The Court held that central to the “contract to gamble” between Mr Ivey and Crockfords was an implied condition that neither party would cheat. As to the criminal position, S 42 of the (UK) Gambling Act 2005 establishes that a person has committed an offence if they cheat at gambling or do anything for the purpose of enabling another to cheat at gambling.[1] The Court had to decide whether Mr Ivey had cheated, but more importantly, whether cheating required an element of dishonesty.

“Honestly, I didn’t know I was cheating!”

Mr Ivey was open about the actions he had taken and vehemently defended his position that he did not believe ‘edge-sorting’ to be cheating.  At the criminal level, the Courts had a adopted a two stage test for dishonesty which relied on both 1) the standards of ordinary, reasonable people, and 2) whether the defendant must have realised an ordinary, reasonable person would deem his behaviour to be dishonest.[2] The second, subjective part of this test was problematic as it relied partly on the morality of the offender. The Supreme Court concluded that, when it comes to the meaning of “dishonesty”, there should no longer be a distinction between civil and criminal proceedings.

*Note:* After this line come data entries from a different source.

mod common;

use std::sync::Arc;

use chrono::NaiveDate;
use common::{Post, User, fixture};
use restmap::{
    Converter, Document, DocumentParser, HttpResponse, Instantiator, LazyCollection, Mapped,
    MappingError, Representation, Schema, Value, XmlParser, collection_items, materialize,
    materialize_many,
};

fn posts() -> Vec<Post> {
    let response = HttpResponse::new(200, "http://test.net/users/1/posts.xml").with_body(fixture("user_posts"));
    let collection = LazyCollection::new(response, Arc::new(XmlParser), Instantiator::<Post>::mapped());
    collection.into_vec().unwrap()
}

#[test]
fn test_collection_has_the_right_size() {
    assert_eq!(posts().len(), 1);
}

#[test]
fn test_post_fields_are_renamed_and_converted() {
    let post = &posts()[0];

    assert_eq!(post.body.as_deref(), Some("How is everybody today?"));
    assert_eq!(post.id, 1);
    assert_eq!(post.user_id, Some(1));
    assert_eq!(post.parent_id, None);
    assert_eq!(post.created_at, NaiveDate::from_ymd_opt(2011, 10, 26));
}

#[test]
fn test_nested_and_repeated_elements() {
    let post = &posts()[0];

    assert_eq!(
        post.user,
        Some(User {
            first_name: Some("John".to_string()),
            last_name: Some("Doe".to_string()),
        })
    );
    assert_eq!(post.replies.len(), 2);

    let reply = &post.replies[0];
    assert_eq!(reply.id, 2);
    assert_eq!(reply.user_id, Some(2));
    assert_eq!(reply.parent_id, Some(1));
    assert_eq!(reply.user.as_ref().and_then(|u| u.last_name.as_deref()), Some("Smith"));
    assert_eq!(reply.created_at, NaiveDate::from_ymd_opt(2011, 10, 27));
    assert!(reply.replies.is_empty());
}

#[test]
fn test_generic_representations_match_typed_objects() {
    let document = XmlParser.parse(&fixture("user_posts")).unwrap();
    let schema = Post::schema().unwrap();
    let items = collection_items(&document);
    let representations = materialize_many(&schema, &items).unwrap();

    let post = &representations[0];
    assert_eq!(post.schema_name(), "Post");
    assert_eq!(post.integer("id"), Some(1));
    assert_eq!(post.nested("user").and_then(|u| u.text("first_name")), Some("John"));
    assert_eq!(post.list("replies").len(), 2);
    assert_eq!(
        post.field_names().collect::<Vec<_>>(),
        vec!["id", "user_id", "parent_id", "created_at", "body", "user", "replies"]
    );
}

fn employee_schema() -> Arc<Schema> {
    Arc::new(
        Schema::builder("Employee")
            .boolean(&["is_rockstar", "slacker", "fired"])
            .float(&["rating"])
            .string(&["nickname"])
            .build()
            .unwrap(),
    )
}

fn employee() -> Representation {
    let document = XmlParser.parse(&fixture("employee")).unwrap();
    materialize(&employee_schema(), document.root()).unwrap()
}

#[test]
fn test_boolean_true_reads_true() {
    let mut employee = employee();
    assert!(employee.boolean("is_rockstar"));
    assert!(employee.is_present("is_rockstar"));

    employee.set("is_rockstar", Some(Value::Boolean(false)));
    assert!(!employee.boolean("is_rockstar"));
    assert!(!employee.is_present("is_rockstar"));
}

#[test]
fn test_boolean_false_and_missing_read_false() {
    let employee = employee();
    assert!(!employee.boolean("slacker"));
    assert!(!employee.is_present("slacker"));
    assert!(!employee.boolean("fired"));
    assert!(!employee.is_present("fired"));
}

#[test]
fn test_float_and_empty_text() {
    let employee = employee();
    assert_eq!(employee.float("rating"), Some(7.8));
    assert_eq!(employee.text("nickname"), None);
    assert!(!employee.is_present("nickname"));
}

#[test]
fn test_malformed_number_surfaces_on_access() {
    let response = HttpResponse::new(200, "http://test.net/posts.xml")
        .with_body(r#"<posts type="array"><post><objectId>abc</objectId></post></posts>"#);
    let mut collection = LazyCollection::new(response, Arc::new(XmlParser), Instantiator::<Post>::mapped());

    match collection.as_slice() {
        Err(MappingError::Conversion(error)) => {
            assert_eq!(error.field, "id");
            assert_eq!(error.raw_text, "abc");
        }
        other => panic!("Expected conversion error, got {:?}", other.map(|p| p.len())),
    }
}

#[test]
fn test_custom_converter_and_explicit_selectors() {
    let schema = Arc::new(
        Schema::builder("Tagged")
            .attribute(
                "tags/tag[@primary='true']",
                "primary_tag",
                Converter::custom("upper", |_, node| {
                    Ok(Some(Value::Text(node.content().trim().to_uppercase())))
                }),
            )
            .element("authorObjectId", Converter::Integer)
            .build()
            .unwrap(),
    );
    let document = Document::parse_str(
        r#"<item>
             <authorObjectId>9</authorObjectId>
             <tags><tag>misc</tag><tag primary="true"> rust </tag></tags>
           </item>"#,
    )
    .unwrap();

    let item = materialize(&schema, document.root()).unwrap();
    assert_eq!(item.text("primary_tag"), Some("RUST"));
    assert_eq!(item.integer("author_id"), Some(9));
}
//! # restmap Library
//!
//! Declarative mapping of XML REST representations onto Rust objects, with
//! lazy parsing of fetched bodies and a `Last-Modified` based conditional
//! cache in front of the transport.

pub mod caching;
pub mod config;
pub mod convert;
pub mod document;
pub mod error;
pub mod lazy;
pub mod logging;
pub mod naming;
pub mod resource;
pub mod schema;
pub mod store;
pub mod transport;

pub use caching::{ConditionalCache, DEFAULT_VALIDATION_HEADER, StoredResponse, normalize};
pub use config::{CacheConfig, ClientConfig, ConfigError, ConfigManager, EnvProvider, HttpConfig};
pub use convert::{Converter, Value};
pub use document::{DEFAULT_MAX_DEPTH, Document, DocumentParser, Node, Selector, XmlParser};
pub use error::{
    ConversionError, DocumentError, Error, MappingError, MappingResult, Result, SchemaError,
    SelectorError, StoreError,
};
pub use lazy::{Instantiator, LazyCollection, LazyResource};
pub use logging::RequestLogger;
pub use resource::{Resource, ResourceBuilder};
pub use schema::{
    AttributeRule, FieldValue, Mapped, Representation, RuleKind, Schema, SchemaBuilder, SchemaRef,
    SchemaRegistry, collection_items, materialize, materialize_many,
};
pub use store::{CacheStore, DiskStore, MemoryStore, TieredStore};
pub use transport::{HeaderHook, Headers, HttpRequest, HttpResponse, HttpTransport, Method, Transport};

“[T]here can be no logical or principled basis for the meaning of dishonesty (as distinct from the standards of proof by which it must be established) to differ according to whether it arises in a civil action or a criminal prosecution.”

The Supreme Court affirmed the objective test for dishonesty for civil actions set out in Barlow Clowes International Ltd v Eurotrust International Ltd[3] and Royal Brunei Airlines v Tan:[4]

“Although a dishonest state of mind is a subjective mental state, the standard by which the law determines whether it is dishonest is objective.”[5]

Under this test, Mr Ivey’s own view that edge-sorting is a legitimate way of gaining an advantage in gambling is irrelevant.

The test for dishonesty in New Zealand

The objective test is well established in New Zealand civil law. A recent NZ Court of Appeal decision of Vernon v Public Trust [2016] relied on the test set out in Barlow Clowes and indicated that an agent could not be absolved of liability simply by asserting that in his own mind he was acting honestly.[6]


Russell Stewart, Senior Associate at Fee Langstone, says that the decision aligns the test for dishonesty in the sphere of the criminal law with that used in the civil law.  It is consistent with the test of dishonesty adopted by the New Zealand Courts.




[1] This is a similar provision to s 351 of the (NZ) Gambling Act 2003. However in New Zealand there is a requirement that the offender must knowingly contravene the rules of a game.

[2] R v Ghosh [1982] QB 1053.

[3] Barlow Clowes International Ltd v Eurotrust International Ltd [2005] UKPC 37; [2006] 1 WLR 1476.[3]

[4] Royal Brunei Airlines Sdn Bbd v Philip Tan Kok Ming [1995] 2 AC 378.

[5] Barlow Clowes International Ltd v Eurotrust International Ltd [2005] UKPC 37; [2006] 1 WLR 1476, at 1479.

[6] Vernon v Public Trust [2016] NZCA 388.